Data section:
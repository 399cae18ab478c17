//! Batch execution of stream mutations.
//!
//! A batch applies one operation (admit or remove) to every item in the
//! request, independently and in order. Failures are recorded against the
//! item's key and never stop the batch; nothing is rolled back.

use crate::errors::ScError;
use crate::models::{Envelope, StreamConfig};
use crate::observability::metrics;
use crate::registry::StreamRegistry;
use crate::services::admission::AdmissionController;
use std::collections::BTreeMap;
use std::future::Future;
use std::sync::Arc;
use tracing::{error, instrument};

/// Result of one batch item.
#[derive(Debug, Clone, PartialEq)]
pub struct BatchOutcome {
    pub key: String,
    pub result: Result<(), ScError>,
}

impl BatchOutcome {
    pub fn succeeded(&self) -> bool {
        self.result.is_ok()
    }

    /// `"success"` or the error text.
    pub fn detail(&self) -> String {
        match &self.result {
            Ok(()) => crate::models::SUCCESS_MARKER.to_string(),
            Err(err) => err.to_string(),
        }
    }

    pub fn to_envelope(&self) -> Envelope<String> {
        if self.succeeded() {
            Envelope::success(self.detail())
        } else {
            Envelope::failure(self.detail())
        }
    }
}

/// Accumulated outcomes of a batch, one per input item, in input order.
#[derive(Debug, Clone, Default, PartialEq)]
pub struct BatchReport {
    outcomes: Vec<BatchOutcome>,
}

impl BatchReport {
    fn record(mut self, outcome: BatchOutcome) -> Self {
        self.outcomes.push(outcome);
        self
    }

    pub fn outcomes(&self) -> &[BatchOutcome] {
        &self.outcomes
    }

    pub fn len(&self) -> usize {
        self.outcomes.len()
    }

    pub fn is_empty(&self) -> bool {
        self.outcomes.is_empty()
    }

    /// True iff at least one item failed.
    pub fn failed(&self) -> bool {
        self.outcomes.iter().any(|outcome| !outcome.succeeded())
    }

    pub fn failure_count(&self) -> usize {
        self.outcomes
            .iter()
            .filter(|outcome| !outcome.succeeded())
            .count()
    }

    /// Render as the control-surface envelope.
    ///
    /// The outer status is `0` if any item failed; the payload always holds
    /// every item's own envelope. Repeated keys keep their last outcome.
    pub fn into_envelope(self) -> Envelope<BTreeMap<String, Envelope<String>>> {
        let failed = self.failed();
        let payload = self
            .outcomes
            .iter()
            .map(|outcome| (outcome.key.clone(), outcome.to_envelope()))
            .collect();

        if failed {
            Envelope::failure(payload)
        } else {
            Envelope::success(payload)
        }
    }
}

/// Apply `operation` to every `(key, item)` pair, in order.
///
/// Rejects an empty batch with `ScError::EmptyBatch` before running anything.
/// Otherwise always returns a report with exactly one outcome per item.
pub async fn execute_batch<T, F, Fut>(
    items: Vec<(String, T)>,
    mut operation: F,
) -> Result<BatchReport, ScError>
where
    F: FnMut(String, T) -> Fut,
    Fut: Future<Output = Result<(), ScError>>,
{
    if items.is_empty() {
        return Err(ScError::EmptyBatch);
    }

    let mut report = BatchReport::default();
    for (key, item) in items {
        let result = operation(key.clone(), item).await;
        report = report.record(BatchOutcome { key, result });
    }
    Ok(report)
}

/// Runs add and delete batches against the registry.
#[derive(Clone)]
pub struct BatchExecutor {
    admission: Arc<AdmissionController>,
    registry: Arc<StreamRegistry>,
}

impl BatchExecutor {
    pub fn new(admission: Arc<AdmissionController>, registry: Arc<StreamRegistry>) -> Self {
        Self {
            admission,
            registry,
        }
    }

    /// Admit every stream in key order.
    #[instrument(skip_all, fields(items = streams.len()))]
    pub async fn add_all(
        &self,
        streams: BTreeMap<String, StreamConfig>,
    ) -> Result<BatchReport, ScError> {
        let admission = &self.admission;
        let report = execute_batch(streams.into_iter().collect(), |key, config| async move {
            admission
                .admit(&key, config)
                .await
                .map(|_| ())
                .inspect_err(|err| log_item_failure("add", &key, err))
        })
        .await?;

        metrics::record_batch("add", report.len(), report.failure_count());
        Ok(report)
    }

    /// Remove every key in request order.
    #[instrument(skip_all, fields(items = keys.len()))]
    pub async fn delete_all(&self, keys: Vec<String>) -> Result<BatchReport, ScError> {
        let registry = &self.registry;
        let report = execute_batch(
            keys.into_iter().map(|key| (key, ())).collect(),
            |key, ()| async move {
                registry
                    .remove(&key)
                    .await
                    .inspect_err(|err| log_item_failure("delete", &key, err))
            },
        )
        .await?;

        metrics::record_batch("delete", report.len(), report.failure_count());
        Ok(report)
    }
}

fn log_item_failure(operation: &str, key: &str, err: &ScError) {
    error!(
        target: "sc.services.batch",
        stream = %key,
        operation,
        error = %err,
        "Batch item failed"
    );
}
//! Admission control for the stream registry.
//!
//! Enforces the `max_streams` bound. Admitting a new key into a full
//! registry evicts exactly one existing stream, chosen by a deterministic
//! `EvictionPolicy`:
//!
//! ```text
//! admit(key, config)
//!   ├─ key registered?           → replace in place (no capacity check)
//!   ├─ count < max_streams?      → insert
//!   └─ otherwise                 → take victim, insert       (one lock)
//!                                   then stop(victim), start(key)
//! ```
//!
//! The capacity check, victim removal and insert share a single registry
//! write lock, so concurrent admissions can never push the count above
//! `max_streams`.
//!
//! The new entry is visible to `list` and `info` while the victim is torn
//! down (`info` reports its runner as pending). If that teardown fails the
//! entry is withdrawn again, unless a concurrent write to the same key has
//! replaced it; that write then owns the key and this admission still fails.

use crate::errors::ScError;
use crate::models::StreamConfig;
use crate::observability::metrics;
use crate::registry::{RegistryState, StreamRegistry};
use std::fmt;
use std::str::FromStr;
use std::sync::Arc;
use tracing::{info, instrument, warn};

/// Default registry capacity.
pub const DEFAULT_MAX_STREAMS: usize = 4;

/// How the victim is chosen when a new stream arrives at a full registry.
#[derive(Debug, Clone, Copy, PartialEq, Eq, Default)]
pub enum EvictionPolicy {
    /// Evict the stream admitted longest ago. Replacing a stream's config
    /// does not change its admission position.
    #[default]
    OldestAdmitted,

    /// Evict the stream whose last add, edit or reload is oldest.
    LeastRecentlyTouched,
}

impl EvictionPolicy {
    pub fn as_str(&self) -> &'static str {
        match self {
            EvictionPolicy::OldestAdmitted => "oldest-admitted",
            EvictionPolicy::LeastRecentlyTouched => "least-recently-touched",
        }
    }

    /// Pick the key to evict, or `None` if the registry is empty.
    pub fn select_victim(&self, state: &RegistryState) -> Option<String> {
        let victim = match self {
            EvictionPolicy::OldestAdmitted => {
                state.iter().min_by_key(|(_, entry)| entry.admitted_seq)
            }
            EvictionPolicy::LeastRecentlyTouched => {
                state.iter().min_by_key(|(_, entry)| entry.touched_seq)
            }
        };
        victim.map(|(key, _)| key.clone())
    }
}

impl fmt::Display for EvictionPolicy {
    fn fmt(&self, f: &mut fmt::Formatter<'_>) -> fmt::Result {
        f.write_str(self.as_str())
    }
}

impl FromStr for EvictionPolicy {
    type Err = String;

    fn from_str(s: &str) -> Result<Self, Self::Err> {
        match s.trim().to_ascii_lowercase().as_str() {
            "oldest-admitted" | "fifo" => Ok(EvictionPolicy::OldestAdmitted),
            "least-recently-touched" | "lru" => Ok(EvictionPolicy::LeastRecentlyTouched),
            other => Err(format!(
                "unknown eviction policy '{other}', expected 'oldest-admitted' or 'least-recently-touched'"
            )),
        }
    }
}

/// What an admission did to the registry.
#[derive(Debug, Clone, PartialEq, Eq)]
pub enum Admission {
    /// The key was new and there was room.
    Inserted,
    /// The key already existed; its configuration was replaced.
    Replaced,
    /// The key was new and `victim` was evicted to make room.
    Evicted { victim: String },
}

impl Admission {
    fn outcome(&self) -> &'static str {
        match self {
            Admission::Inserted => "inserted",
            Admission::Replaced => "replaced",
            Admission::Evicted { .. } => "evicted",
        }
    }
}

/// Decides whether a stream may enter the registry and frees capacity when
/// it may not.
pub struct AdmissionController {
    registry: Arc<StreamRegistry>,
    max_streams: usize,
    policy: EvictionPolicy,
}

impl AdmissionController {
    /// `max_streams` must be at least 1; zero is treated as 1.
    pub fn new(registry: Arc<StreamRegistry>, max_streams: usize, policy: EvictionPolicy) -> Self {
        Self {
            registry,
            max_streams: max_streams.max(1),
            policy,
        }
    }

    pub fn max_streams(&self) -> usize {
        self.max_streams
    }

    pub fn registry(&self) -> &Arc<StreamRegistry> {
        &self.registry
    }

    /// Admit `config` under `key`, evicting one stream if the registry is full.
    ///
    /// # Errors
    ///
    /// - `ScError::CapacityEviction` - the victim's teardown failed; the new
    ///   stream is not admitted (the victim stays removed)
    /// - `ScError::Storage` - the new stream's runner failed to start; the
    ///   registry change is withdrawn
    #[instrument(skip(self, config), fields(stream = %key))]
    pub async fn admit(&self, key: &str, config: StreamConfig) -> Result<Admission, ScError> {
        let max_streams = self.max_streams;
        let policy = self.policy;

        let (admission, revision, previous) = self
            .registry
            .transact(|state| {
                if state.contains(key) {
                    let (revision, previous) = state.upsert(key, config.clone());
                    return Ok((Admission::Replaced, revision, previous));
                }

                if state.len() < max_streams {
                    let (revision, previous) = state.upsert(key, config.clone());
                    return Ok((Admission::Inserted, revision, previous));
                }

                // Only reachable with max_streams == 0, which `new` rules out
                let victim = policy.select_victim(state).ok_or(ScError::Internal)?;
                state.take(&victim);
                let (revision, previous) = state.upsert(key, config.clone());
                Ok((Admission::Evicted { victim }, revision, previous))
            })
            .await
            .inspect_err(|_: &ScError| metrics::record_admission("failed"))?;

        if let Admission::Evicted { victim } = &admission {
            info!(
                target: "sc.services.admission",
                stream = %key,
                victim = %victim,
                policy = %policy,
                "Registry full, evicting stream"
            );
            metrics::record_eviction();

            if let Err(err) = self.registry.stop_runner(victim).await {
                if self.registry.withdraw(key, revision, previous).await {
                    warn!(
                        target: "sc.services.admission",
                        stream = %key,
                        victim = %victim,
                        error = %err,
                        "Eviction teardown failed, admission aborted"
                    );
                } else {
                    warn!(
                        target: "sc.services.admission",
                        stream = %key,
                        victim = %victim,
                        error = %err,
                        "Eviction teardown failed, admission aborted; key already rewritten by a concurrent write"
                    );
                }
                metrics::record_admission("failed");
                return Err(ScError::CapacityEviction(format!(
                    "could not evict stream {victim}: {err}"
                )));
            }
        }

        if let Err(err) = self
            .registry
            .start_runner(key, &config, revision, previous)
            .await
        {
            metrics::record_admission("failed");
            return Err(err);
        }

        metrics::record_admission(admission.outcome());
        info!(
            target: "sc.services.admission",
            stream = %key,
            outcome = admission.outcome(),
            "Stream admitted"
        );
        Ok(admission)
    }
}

What you should do: Find all the lines containing "services" in the material, then copy them.

Response to the exercise:
use crate::services::admission::AdmissionController;
        target: "sc.services.batch",
                target: "sc.services.admission",
                        target: "sc.services.admission",
                        target: "sc.services.admission",
            target: "sc.services.admission",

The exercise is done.